(Stored data)
──────────────────────────────

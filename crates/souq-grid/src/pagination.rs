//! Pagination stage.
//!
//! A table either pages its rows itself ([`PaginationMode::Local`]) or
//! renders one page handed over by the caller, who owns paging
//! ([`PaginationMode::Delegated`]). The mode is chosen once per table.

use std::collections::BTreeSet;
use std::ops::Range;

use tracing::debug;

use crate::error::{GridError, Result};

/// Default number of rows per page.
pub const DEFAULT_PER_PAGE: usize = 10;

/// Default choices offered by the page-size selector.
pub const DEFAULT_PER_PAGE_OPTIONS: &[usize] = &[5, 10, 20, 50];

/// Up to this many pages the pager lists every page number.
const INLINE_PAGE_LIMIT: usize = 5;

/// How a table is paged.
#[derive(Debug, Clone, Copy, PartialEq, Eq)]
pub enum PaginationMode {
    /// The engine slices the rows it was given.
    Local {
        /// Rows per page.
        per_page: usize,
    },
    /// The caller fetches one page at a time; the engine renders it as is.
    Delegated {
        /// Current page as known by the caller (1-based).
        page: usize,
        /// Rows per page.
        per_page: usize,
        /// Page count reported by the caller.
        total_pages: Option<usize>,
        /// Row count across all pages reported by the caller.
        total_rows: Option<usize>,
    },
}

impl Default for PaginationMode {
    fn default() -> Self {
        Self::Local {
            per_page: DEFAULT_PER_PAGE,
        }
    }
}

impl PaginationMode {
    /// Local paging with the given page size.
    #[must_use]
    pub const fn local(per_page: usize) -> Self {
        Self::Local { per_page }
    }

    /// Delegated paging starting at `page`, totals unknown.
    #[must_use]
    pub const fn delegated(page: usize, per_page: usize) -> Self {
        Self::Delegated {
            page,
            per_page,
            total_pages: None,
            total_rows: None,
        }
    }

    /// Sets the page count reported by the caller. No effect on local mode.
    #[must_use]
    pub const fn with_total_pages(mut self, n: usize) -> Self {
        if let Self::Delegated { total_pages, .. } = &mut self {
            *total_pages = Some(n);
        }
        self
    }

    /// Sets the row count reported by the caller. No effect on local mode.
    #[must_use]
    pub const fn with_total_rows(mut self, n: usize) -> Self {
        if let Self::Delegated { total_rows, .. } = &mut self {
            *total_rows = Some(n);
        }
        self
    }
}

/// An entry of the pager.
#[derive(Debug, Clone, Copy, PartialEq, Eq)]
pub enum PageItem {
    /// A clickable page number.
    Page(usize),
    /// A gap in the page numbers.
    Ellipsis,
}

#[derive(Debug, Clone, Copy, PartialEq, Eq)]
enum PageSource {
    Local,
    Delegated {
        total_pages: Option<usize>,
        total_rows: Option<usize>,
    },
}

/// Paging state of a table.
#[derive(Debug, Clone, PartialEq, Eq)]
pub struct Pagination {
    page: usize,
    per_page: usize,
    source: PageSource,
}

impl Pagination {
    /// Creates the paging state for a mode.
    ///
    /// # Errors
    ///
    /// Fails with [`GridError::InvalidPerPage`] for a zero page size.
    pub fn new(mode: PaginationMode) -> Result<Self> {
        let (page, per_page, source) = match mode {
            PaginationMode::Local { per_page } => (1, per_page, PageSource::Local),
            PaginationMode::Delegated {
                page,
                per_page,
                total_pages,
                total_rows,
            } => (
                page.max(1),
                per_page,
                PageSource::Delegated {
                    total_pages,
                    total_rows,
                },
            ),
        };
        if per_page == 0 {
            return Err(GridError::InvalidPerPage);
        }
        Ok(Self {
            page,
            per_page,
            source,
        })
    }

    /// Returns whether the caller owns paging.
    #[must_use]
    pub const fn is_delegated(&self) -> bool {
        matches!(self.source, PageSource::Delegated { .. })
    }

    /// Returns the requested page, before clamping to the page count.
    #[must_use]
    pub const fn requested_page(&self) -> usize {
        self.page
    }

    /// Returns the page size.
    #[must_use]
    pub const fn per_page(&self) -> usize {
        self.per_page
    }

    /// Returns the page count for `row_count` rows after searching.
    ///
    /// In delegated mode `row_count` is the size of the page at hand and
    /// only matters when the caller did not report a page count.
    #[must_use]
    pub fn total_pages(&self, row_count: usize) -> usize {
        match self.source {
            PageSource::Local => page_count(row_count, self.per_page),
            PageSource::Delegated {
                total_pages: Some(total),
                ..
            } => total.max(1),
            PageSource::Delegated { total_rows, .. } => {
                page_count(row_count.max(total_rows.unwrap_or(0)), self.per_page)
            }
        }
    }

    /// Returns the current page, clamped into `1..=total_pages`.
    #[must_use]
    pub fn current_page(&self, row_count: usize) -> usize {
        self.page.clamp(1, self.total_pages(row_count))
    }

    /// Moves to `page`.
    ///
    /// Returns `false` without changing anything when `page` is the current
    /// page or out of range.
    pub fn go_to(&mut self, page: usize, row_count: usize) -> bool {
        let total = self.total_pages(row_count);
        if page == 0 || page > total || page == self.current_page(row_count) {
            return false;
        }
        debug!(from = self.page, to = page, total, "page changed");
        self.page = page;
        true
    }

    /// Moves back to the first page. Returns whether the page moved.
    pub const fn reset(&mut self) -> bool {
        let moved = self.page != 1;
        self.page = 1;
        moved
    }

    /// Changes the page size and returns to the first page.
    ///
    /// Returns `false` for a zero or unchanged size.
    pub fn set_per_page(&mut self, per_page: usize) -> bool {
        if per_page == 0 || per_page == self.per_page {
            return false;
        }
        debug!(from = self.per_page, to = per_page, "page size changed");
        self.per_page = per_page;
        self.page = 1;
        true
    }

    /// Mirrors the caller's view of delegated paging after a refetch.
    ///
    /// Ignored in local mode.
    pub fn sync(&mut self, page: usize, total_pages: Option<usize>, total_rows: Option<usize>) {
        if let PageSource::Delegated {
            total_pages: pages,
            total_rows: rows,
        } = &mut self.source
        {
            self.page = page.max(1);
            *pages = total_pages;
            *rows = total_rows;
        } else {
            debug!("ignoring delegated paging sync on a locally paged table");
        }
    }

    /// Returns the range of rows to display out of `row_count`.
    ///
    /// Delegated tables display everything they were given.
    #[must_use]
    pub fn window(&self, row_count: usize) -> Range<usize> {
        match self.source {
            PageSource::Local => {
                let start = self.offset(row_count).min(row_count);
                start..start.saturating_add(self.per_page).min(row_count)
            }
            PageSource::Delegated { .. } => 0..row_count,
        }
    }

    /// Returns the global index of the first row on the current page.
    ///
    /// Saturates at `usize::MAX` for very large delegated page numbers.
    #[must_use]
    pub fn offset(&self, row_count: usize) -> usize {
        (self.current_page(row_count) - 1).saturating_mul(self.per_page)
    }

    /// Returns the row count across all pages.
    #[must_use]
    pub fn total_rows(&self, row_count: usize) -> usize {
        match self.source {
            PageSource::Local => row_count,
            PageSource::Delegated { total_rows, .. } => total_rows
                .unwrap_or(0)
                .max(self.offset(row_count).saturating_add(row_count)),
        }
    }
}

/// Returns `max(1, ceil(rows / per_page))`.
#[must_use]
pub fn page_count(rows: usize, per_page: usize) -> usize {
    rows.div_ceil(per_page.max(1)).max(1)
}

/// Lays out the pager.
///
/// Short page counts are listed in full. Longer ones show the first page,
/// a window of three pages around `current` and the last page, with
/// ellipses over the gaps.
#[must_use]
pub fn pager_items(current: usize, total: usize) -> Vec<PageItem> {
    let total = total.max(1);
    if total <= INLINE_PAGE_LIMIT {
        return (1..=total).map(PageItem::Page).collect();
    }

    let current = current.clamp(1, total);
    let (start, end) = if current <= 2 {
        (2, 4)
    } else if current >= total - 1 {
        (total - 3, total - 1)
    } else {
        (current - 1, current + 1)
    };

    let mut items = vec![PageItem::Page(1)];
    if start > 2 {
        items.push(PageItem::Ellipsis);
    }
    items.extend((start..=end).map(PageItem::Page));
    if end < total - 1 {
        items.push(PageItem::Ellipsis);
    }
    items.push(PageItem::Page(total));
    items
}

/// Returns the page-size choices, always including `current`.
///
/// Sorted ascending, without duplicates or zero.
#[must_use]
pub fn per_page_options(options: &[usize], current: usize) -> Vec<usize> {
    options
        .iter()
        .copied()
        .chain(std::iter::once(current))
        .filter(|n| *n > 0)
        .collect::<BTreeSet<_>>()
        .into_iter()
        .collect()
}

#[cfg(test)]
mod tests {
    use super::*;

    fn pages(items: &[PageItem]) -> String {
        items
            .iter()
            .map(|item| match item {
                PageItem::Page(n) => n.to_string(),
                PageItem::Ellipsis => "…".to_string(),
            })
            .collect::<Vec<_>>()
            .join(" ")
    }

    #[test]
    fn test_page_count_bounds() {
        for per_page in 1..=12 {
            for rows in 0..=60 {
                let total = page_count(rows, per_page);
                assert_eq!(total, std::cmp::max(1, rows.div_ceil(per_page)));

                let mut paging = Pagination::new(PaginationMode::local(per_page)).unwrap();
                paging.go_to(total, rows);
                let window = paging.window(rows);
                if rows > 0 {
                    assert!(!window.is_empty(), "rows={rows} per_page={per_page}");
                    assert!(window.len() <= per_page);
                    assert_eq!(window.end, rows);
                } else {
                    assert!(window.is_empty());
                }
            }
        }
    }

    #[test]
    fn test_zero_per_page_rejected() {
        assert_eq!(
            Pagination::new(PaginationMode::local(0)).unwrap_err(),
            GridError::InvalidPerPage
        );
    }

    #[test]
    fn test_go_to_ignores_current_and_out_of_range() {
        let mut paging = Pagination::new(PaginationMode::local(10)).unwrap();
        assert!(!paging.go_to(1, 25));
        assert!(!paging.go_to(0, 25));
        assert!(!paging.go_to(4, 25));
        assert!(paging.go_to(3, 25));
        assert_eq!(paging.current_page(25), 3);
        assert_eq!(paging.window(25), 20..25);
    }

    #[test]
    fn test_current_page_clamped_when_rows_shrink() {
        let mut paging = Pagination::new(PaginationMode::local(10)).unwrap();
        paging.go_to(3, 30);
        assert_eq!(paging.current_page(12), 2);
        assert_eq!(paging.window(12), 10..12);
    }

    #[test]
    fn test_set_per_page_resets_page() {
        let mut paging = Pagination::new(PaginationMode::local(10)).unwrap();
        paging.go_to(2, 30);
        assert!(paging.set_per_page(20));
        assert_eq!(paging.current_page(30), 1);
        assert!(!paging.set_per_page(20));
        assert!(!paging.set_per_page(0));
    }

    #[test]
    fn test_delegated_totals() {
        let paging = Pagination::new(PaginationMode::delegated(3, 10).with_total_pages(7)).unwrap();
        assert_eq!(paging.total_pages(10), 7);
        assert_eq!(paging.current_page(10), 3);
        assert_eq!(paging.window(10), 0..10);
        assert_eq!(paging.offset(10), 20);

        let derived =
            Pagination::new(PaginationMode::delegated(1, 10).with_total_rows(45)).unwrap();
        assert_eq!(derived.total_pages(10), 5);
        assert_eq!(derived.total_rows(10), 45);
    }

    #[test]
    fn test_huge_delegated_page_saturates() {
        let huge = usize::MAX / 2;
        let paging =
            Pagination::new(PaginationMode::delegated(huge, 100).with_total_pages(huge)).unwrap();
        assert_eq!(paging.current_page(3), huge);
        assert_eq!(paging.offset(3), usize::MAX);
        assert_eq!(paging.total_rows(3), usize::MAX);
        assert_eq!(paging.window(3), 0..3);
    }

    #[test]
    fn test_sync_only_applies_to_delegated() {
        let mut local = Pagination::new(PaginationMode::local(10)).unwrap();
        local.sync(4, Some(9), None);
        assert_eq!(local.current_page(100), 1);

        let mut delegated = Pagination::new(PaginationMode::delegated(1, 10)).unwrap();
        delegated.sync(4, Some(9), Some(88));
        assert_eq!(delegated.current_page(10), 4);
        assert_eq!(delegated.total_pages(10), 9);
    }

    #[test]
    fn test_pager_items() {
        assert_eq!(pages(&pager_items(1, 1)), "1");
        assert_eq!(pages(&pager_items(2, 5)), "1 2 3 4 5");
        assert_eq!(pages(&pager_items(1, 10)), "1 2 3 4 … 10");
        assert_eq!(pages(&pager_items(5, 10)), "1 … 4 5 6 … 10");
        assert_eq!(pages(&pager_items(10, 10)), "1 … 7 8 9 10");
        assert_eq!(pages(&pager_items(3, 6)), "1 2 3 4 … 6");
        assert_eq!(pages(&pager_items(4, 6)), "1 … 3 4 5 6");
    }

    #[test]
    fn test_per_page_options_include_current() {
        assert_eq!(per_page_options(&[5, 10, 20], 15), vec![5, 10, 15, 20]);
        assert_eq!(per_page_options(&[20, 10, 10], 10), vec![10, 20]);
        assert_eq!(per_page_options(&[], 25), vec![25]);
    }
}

──────────────────────────────

◆ Aim of the exercise ◆
Your task is to retype the entries verbatim, starting with the line that holds "for rows in" and stopping after the line that holds "assert_eq!(window.end, rows);".

◆ Solution to this exercise ◆
            for rows in 0..=60 {
                let total = page_count(rows, per_page);
                assert_eq!(total, std::cmp::max(1, rows.div_ceil(per_page)));

                let mut paging = Pagination::new(PaginationMode::local(per_page)).unwrap();
                paging.go_to(total, rows);
                let window = paging.window(rows);
                if rows > 0 {
                    assert!(!window.is_empty(), "rows={rows} per_page={per_page}");
                    assert!(window.len() <= per_page);
                    assert_eq!(window.end, rows);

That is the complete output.